Quick and to the point: that’s the reasoning behind the use of linear focus motors, but it’s less true of the latest blog post on the subject, over on LensRentals.com. That’s what we love about the crew’s in-depth teardowns. In their latest post they tear apart a series of linear drive lenses and discuss the various designs they’ve encountered. Some are pretty robust and others, well, take a look for yourself…

The need for new designs

The ring-type focus motors [pictured above] that were traditionally the default choice for high-end DSLR lenses are not especially well suited to the needs of mirrorless cameras or video shooting. Contrast detection autofocus requires not just being able to move a focus group quickly but also the ability to stop it, then drive it back in the other direction, all with high precision. Video requires silent and carefully-controlled focus drive, to allow smooth refocusing while the camera is recording. These different requirements have prompted the adoption of new types of focus motors.

Linear electromagnetic motors

Among the more popular alternatives to ring-type drive is the linear motor, which features a permanent magnet and a coil of wire that, when electricity is run through it, slides along a bar parallel with the magnet. In principle these fulfill the things demanded of them: fast, precise and quiet (we’ve been very impressed by how fast some of the linear motor lenses we’ve used can be).

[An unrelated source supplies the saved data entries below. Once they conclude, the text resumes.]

//! Gait state machines.
//!
//! Each variant is a hybrid automaton: named states with entry
//! actions, per-tick actions, and guarded transitions. Controllers
//! run after sensor conditioning and before the joint-law pass, so
//! they see debounced contact and may either configure joint modes or
//! write torques directly (leaving those joints `Off`).

pub mod demo;
pub mod legs;
pub mod pendular;
pub mod walker;

use strider_common::config::{ControllerKind, CoreConfig};
use strider_common::consts::MAX_TRANSITION_EVENTS;
use strider_common::state::{Leg, RobotState};
use strider_common::telemetry::TransitionEvent;

use crate::control::Joints;

// ─── State Bookkeeping ──────────────────────────────────────────────

/// Entry-time bookkeeping shared by every variant.
///
/// `transition` stamps the entry time and arms a one-shot entry flag;
/// the controller consumes the flag on the next tick to run its entry
/// actions exactly once per state entry, re-entries included.
#[derive(Debug, Clone, Copy, PartialEq)]
pub struct StateTimer {
    entered_at: f64,
    just_entered: bool,
}

impl StateTimer {
    pub fn new() -> Self {
        Self {
            entered_at: 0.0,
            just_entered: true,
        }
    }

    /// Stamp a state entry at time `t`.
    pub fn enter(&mut self, t: f64) {
        self.entered_at = t;
        self.just_entered = true;
    }

    /// Consume the entry flag. True exactly once after each `enter`.
    pub fn take_entry(&mut self) -> bool {
        std::mem::replace(&mut self.just_entered, false)
    }

    /// Time spent in the current state [s].
    #[inline]
    pub fn elapsed(&self, t: f64) -> f64 {
        t - self.entered_at
    }
}

impl Default for StateTimer {
    fn default() -> Self {
        Self::new()
    }
}

/// Bounded record of state transitions between telemetry snapshots.
/// Overflow drops the oldest entry.
#[derive(Debug, Clone, Default)]
pub struct TransitionLog {
    events: heapless::Vec<TransitionEvent, MAX_TRANSITION_EVENTS>,
}

impl TransitionLog {
    pub fn record(&mut self, t: f64, from: u8, to: u8) {
        if self.events.is_full() {
            self.events.remove(0);
        }
        let _ = self.events.push(TransitionEvent { t, from, to });
    }

    /// Take the accumulated events, leaving the log empty.
    pub fn drain(&mut self) -> heapless::Vec<TransitionEvent, MAX_TRANSITION_EVENTS> {
        std::mem::take(&mut self.events)
    }

    pub fn len(&self) -> usize {
        self.events.len()
    }

    pub fn is_empty(&self) -> bool {
        self.events.is_empty()
    }
}

/// Rate-limited reference for feeding position loops from stepped
/// setpoints. Same slewing rule as the rigid `QdPd` mode, kept in the
/// gait layer for joints whose position loop lives elsewhere.
#[derive(Debug, Clone, Copy, PartialEq)]
pub struct SlewRef {
    q_ref: f64,
}

impl SlewRef {
    pub fn new(q_now: f64) -> Self {
        Self { q_ref: q_now }
    }

    /// Advance the reference toward `q_d` by at most `dt * |qd_d|`.
    pub fn step(&mut self, q_d: f64, qd_d: f64, dt: f64) -> f64 {
        let err = q_d - self.q_ref;
        let dq = dt * qd_d.abs();
        if err.abs() < dq {
            self.q_ref = q_d;
        } else if err > 0.0 {
            self.q_ref += dq;
        } else {
            self.q_ref -= dq;
        }
        self.q_ref
    }

    #[inline]
    pub fn get(&self) -> f64 {
        self.q_ref
    }
}

// ─── Default Joint Gains ────────────────────────────────────────────

/// Hand-tuned default servo gains, shared by the variants.
pub mod gains {
    /// Hip roll PD.
    pub const HIP_ROLL_KP: f64 = 400.0;
    pub const HIP_ROLL_KD: f64 = 2.0;
    /// Hip pitch PD.
    pub const HIP_PITCH_KP: f64 = 40.0;
    pub const HIP_PITCH_KD: f64 = 0.05;
    /// Knee PD.
    pub const KNEE_KP: f64 = 25.0;
    pub const KNEE_KD: f64 = 0.02;
    /// Ankle inner torque loop.
    pub const ANKLE_KP: f64 = 16.0;
    pub const ANKLE_KD: f64 = 0.1;
    /// Ankle outer position loop.
    pub const ANKLE_KPP: f64 = 200.0;
    pub const ANKLE_KDD: f64 = 1.0;
}

// ─── Controller Trait ───────────────────────────────────────────────

/// One gait strategy driving the robot.
pub trait GaitController {
    fn name(&self) -> &'static str;

    /// Current state id for telemetry (variant-specific numbering).
    fn state_id(&self) -> u8;

    /// The leg currently treated as stance.
    fn stance_leg(&self) -> Leg;

    /// Time spent in the current state at robot time `t` [s].
    fn state_elapsed(&self, t: f64) -> f64;

    /// True once the controller has entered its crash sink.
    fn crashed(&self) -> bool;

    /// Force the crash/disable path (external shutdown, fatal fault).
    fn force_crash(&mut self, s: &mut RobotState, joints: &mut Joints, log: &mut TransitionLog);

    /// Run one control tick: entry actions, per-tick actions, guards.
    fn tick(&mut self, s: &mut RobotState, joints: &mut Joints, log: &mut TransitionLog);
}

/// Crash posture shared by the walking variants: every joint law off,
/// torques zeroed, motors de-powered. One-way; callers keep applying
/// it every tick while crashed.
pub(crate) fn crash_posture(s: &mut RobotState, joints: &mut Joints) {
    joints.hip_roll.set_off();
    for i in 0..2 {
        joints.hip_pitch[i].set_off();
        joints.knee[i].set_off();
        joints.ankle[i].set_off();
    }
    s.zero_torques();
    s.powered = strider_common::state::MotorMask::empty();
}

/// Construct the configured gait variant.
pub fn build(cfg: &CoreConfig) -> Box<dyn GaitController + Send> {
    match cfg.controller {
        ControllerKind::Demo => Box::new(demo::DemoController::new(cfg.demo)),
        ControllerKind::Pendular => Box::new(pendular::PendularController::new(cfg.pendular)),
        ControllerKind::Walker => Box::new(walker::WalkerController::new(cfg.walker)),
    }
}

// ─── Tests ──────────────────────────────────────────────────────────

Surprisingly, the internet has very few good diagrams of these designs, but you can sometimes recognize lenses that use this type of motor because the focus element rattles around when the camera is switched off. This is because in many linear motor lenses the focus element is only held in position when power is being provided to the focus coil – the rest of the time, the focus carriage can just slide up and down its rails. This isn’t true of the Sony and Zeiss designs that much of the blog post discusses – these appear to have some sort of brake to stop this disconcerting behavior.

Rattle and, er, break

Generally we don’t worry too much about this rattling, but perhaps we should. LensRental’s experience with large numbers of hard-worked lenses reveals that not all linear motor designs are the same. Early Sony motors attach the moving coil to the focus element carriage with just a single blob of glue. Oddly enough, this can fail; leaving the coil racing up and down the rail but with the focus element uncoupled. Later designs do a better job of securing the moving coil to the carriage, prompting Roger Cicala to define two categories within lenses of this kind: Type 1 motors and Type 1a designs that are very similar but don’t break so readily.

No right answer

As well as highlighting a failure mechanism of poor designs, Cicala and Co’s teardowns hint at a fundamental shortcoming of linear motor’s capabilities. Fujifilm’s use of two, three and four linear motors in some lens designs suggests that they struggle to move large, heavy lens elements quickly, taking a brute-force approach.

This is also likely to explain why Sony adopted three different focus drive technologies (linear electromagnetic motor, piezoelectric direct drive and ring-type motors, sometimes in combination) in its recently-announced GM series of lenses: because there isn’t yet a single technology that provides all the necessary characteristics in a way that works for all lens designs.

Results, not technologies

Like LensRentals, we’ve seen very different results between the best and the worst examples of each lens motor type, which is why we try to concentrate on performance, rather than technology, when we write about lenses. We’ve also been lucky not to experience any of the motor failures (perhaps better described as motor detachments), that LensRentals has seen, but it’s interesting to see the designs of lenses improve as manufacturers become more experienced at using each technology. Or, as in the case of the Sony 70-200mm F2.8 pictured here, a mixture of technologies.

We also hope Cicala makes good on his promise to look at other emerging focus technologies, and the ways in which they’re developing, in the coming weeks.